● **Problem to work on**
Give back all the data exactly as it was written.

::: Given data :::

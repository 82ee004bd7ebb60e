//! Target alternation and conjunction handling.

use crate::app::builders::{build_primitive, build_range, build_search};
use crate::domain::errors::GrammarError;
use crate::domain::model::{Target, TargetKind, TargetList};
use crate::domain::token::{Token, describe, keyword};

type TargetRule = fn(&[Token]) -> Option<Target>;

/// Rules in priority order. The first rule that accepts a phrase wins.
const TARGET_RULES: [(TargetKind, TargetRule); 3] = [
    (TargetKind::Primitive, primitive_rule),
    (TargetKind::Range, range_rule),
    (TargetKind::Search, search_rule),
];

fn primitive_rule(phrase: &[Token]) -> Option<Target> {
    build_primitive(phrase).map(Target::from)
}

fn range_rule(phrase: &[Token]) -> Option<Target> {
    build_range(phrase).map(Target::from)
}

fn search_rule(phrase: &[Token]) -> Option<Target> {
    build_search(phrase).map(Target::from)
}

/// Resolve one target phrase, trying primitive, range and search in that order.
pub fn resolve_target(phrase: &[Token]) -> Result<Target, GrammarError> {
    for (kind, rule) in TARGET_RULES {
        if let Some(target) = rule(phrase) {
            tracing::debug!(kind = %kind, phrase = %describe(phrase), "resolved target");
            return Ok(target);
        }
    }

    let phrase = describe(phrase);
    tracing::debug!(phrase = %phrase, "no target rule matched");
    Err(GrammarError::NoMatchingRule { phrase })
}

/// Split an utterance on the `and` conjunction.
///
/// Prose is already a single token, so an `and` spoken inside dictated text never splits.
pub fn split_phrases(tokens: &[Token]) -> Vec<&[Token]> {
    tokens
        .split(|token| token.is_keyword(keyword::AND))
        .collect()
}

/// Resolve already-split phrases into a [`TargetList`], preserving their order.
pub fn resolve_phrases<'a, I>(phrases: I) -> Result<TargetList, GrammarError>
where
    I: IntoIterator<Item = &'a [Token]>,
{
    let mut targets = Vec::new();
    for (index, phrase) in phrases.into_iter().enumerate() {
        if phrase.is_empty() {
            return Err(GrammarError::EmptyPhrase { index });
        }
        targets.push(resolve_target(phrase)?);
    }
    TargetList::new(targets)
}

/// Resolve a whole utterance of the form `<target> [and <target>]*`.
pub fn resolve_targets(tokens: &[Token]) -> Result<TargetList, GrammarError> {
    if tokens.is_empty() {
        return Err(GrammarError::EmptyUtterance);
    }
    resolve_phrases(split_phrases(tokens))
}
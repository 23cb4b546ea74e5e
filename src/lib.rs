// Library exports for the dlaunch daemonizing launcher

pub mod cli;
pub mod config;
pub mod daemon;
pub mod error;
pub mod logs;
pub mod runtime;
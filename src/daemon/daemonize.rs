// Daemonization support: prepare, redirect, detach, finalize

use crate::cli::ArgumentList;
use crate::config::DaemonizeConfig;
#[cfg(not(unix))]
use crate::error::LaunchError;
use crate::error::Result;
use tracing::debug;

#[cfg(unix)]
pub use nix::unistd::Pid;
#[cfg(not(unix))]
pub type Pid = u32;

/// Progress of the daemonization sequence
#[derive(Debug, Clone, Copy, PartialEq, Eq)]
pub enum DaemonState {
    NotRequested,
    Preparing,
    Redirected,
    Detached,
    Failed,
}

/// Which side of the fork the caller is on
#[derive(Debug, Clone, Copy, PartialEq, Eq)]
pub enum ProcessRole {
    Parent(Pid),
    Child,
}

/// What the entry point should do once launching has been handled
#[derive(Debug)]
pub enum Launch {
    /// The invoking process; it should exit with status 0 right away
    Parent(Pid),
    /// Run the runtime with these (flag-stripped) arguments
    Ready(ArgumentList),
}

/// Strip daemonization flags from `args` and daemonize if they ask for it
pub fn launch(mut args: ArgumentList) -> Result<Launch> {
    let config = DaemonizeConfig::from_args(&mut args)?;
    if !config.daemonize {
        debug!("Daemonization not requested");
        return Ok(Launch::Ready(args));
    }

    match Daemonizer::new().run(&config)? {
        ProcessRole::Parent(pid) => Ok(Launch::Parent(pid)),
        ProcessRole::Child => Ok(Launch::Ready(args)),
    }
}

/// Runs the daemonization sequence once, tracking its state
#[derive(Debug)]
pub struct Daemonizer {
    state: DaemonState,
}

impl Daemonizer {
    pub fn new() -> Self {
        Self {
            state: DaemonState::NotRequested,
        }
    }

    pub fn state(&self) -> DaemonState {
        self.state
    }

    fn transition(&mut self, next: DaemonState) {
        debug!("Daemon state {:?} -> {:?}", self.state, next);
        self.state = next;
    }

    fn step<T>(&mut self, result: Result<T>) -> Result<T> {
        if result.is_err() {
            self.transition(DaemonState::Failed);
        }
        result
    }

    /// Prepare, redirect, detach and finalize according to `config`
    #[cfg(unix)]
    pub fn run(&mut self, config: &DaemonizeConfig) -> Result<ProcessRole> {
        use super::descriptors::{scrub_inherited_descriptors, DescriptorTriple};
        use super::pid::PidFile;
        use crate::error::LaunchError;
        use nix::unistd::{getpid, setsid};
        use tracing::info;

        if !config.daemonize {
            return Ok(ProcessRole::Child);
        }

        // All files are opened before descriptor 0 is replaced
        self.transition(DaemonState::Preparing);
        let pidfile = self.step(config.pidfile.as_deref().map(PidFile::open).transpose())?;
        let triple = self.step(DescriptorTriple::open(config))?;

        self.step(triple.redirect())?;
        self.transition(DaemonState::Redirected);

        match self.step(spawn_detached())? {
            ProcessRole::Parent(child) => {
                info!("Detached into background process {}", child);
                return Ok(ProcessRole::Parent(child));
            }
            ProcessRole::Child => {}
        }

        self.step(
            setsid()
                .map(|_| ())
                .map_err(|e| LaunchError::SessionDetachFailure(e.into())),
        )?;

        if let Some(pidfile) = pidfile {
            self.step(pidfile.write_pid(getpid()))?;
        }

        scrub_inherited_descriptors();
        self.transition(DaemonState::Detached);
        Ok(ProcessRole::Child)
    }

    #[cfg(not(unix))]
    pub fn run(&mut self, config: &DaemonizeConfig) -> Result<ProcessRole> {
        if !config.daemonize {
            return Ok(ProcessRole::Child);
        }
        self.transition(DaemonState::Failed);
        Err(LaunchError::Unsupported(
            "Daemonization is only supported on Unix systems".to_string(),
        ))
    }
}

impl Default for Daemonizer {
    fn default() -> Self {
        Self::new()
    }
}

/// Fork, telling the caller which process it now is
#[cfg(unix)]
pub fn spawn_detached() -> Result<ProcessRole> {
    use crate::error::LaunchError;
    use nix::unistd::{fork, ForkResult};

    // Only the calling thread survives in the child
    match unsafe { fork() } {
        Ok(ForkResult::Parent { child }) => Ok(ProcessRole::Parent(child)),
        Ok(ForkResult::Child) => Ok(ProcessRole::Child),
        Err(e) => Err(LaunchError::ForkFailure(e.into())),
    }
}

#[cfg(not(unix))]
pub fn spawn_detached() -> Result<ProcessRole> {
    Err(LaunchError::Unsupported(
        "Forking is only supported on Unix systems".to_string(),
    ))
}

:::

● **Reply to the exercise**
repository 82ee004bd7ebb60e
//! Target alternation and conjunction handling.

use crate::app::builders::{build_primitive, build_range, build_search};
use crate::domain::errors::GrammarError;
use crate::domain::model::{Target, TargetKind, TargetList};
use crate::domain::token::{Token, describe, keyword};

type TargetRule = fn(&[Token]) -> Option<Target>;

/// Rules in priority order. The first rule that accepts a phrase wins.
const TARGET_RULES: [(TargetKind, TargetRule); 3] = [
    (TargetKind::Primitive, primitive_rule),
    (TargetKind::Range, range_rule),
    (TargetKind::Search, search_rule),
];

fn primitive_rule(phrase: &[Token]) -> Option<Target> {
    build_primitive(phrase).map(Target::from)
}

fn range_rule(phrase: &[Token]) -> Option<Target> {
    build_range(phrase).map(Target::from)
}

fn search_rule(phrase: &[Token]) -> Option<Target> {
    build_search(phrase).map(Target::from)
}

/// Resolve one target phrase, trying primitive, range and search in that order.
pub fn resolve_target(phrase: &[Token]) -> Result<Target, GrammarError> {
    for (kind, rule) in TARGET_RULES {
        if let Some(target) = rule(phrase) {
            tracing::debug!(kind = %kind, phrase = %describe(phrase), "resolved target");
            return Ok(target);
        }
    }

    let phrase = describe(phrase);
    tracing::debug!(phrase = %phrase, "no target rule matched");
    Err(GrammarError::NoMatchingRule { phrase })
}

/// Split an utterance on the `and` conjunction.
///
/// Prose is already a single token, so an `and` spoken inside dictated text never splits.
pub fn split_phrases(tokens: &[Token]) -> Vec<&[Token]> {
    tokens
        .split(|token| token.is_keyword(keyword::AND))
        .collect()
}

/// Resolve already-split phrases into a [`TargetList`], preserving their order.
pub fn resolve_phrases<'a, I>(phrases: I) -> Result<TargetList, GrammarError>
where
    I: IntoIterator<Item = &'a [Token]>,
{
    let mut targets = Vec::new();
    for (index, phrase) in phrases.into_iter().enumerate() {
        if phrase.is_empty() {
            return Err(GrammarError::EmptyPhrase { index });
        }
        targets.push(resolve_target(phrase)?);
    }
    TargetList::new(targets)
}

/// Resolve a whole utterance of the form `<target> [and <target>]*`.
pub fn resolve_targets(tokens: &[Token]) -> Result<TargetList, GrammarError> {
    if tokens.is_empty() {
        return Err(GrammarError::EmptyUtterance);
    }
    resolve_phrases(split_phrases(tokens))
}
repository 23cb4b546ea74e5e
filename src/lib.rs
// Library exports for the dlaunch daemonizing launcher

pub mod cli;
pub mod config;
pub mod daemon;
pub mod error;
pub mod logs;
pub mod runtime;
filename src/daemon/daemonize.rs
// Daemonization support: prepare, redirect, detach, finalize

use crate::cli::ArgumentList;
use crate::config::DaemonizeConfig;
#[cfg(not(unix))]
use crate::error::LaunchError;
use crate::error::Result;
use tracing::debug;

#[cfg(unix)]
pub use nix::unistd::Pid;
#[cfg(not(unix))]
pub type Pid = u32;

/// Progress of the daemonization sequence
#[derive(Debug, Clone, Copy, PartialEq, Eq)]
pub enum DaemonState {
    NotRequested,
    Preparing,
    Redirected,
    Detached,
    Failed,
}

/// Which side of the fork the caller is on
#[derive(Debug, Clone, Copy, PartialEq, Eq)]
pub enum ProcessRole {
    Parent(Pid),
    Child,
}

/// What the entry point should do once launching has been handled
#[derive(Debug)]
pub enum Launch {
    /// The invoking process; it should exit with status 0 right away
    Parent(Pid),
    /// Run the runtime with these (flag-stripped) arguments
    Ready(ArgumentList),
}

/// Strip daemonization flags from `args` and daemonize if they ask for it
pub fn launch(mut args: ArgumentList) -> Result<Launch> {
    let config = DaemonizeConfig::from_args(&mut args)?;
    if !config.daemonize {
        debug!("Daemonization not requested");
        return Ok(Launch::Ready(args));
    }

    match Daemonizer::new().run(&config)? {
        ProcessRole::Parent(pid) => Ok(Launch::Parent(pid)),
        ProcessRole::Child => Ok(Launch::Ready(args)),
    }
}

/// Runs the daemonization sequence once, tracking its state
#[derive(Debug)]
pub struct Daemonizer {
    state: DaemonState,
}

impl Daemonizer {
    pub fn new() -> Self {
        Self {
            state: DaemonState::NotRequested,
        }
    }

    pub fn state(&self) -> DaemonState {
        self.state
    }

    fn transition(&mut self, next: DaemonState) {
        debug!("Daemon state {:?} -> {:?}", self.state, next);
        self.state = next;
    }

    fn step<T>(&mut self, result: Result<T>) -> Result<T> {
        if result.is_err() {
            self.transition(DaemonState::Failed);
        }
        result
    }

    /// Prepare, redirect, detach and finalize according to `config`
    #[cfg(unix)]
    pub fn run(&mut self, config: &DaemonizeConfig) -> Result<ProcessRole> {
        use super::descriptors::{scrub_inherited_descriptors, DescriptorTriple};
        use super::pid::PidFile;
        use crate::error::LaunchError;
        use nix::unistd::{getpid, setsid};
        use tracing::info;

        if !config.daemonize {
            return Ok(ProcessRole::Child);
        }

        // All files are opened before descriptor 0 is replaced
        self.transition(DaemonState::Preparing);
        let pidfile = self.step(config.pidfile.as_deref().map(PidFile::open).transpose())?;
        let triple = self.step(DescriptorTriple::open(config))?;

        self.step(triple.redirect())?;
        self.transition(DaemonState::Redirected);

        match self.step(spawn_detached())? {
            ProcessRole::Parent(child) => {
                info!("Detached into background process {}", child);
                return Ok(ProcessRole::Parent(child));
            }
            ProcessRole::Child => {}
        }

        self.step(
            setsid()
                .map(|_| ())
                .map_err(|e| LaunchError::SessionDetachFailure(e.into())),
        )?;

        if let Some(pidfile) = pidfile {
            self.step(pidfile.write_pid(getpid()))?;
        }

        scrub_inherited_descriptors();
        self.transition(DaemonState::Detached);
        Ok(ProcessRole::Child)
    }

    #[cfg(not(unix))]
    pub fn run(&mut self, config: &DaemonizeConfig) -> Result<ProcessRole> {
        if !config.daemonize {
            return Ok(ProcessRole::Child);
        }
        self.transition(DaemonState::Failed);
        Err(LaunchError::Unsupported(
            "Daemonization is only supported on Unix systems".to_string(),
        ))
    }
}

impl Default for Daemonizer {
    fn default() -> Self {
        Self::new()
    }
}

/// Fork, telling the caller which process it now is
#[cfg(unix)]
pub fn spawn_detached() -> Result<ProcessRole> {
    use crate::error::LaunchError;
    use nix::unistd::{fork, ForkResult};

    // Only the calling thread survives in the child
    match unsafe { fork() } {
        Ok(ForkResult::Parent { child }) => Ok(ProcessRole::Parent(child)),
        Ok(ForkResult::Child) => Ok(ProcessRole::Child),
        Err(e) => Err(LaunchError::ForkFailure(e.into())),
    }
}

#[cfg(not(unix))]
pub fn spawn_detached() -> Result<ProcessRole> {
    Err(LaunchError::Unsupported(
        "Forking is only supported on Unix systems".to_string(),
    ))
}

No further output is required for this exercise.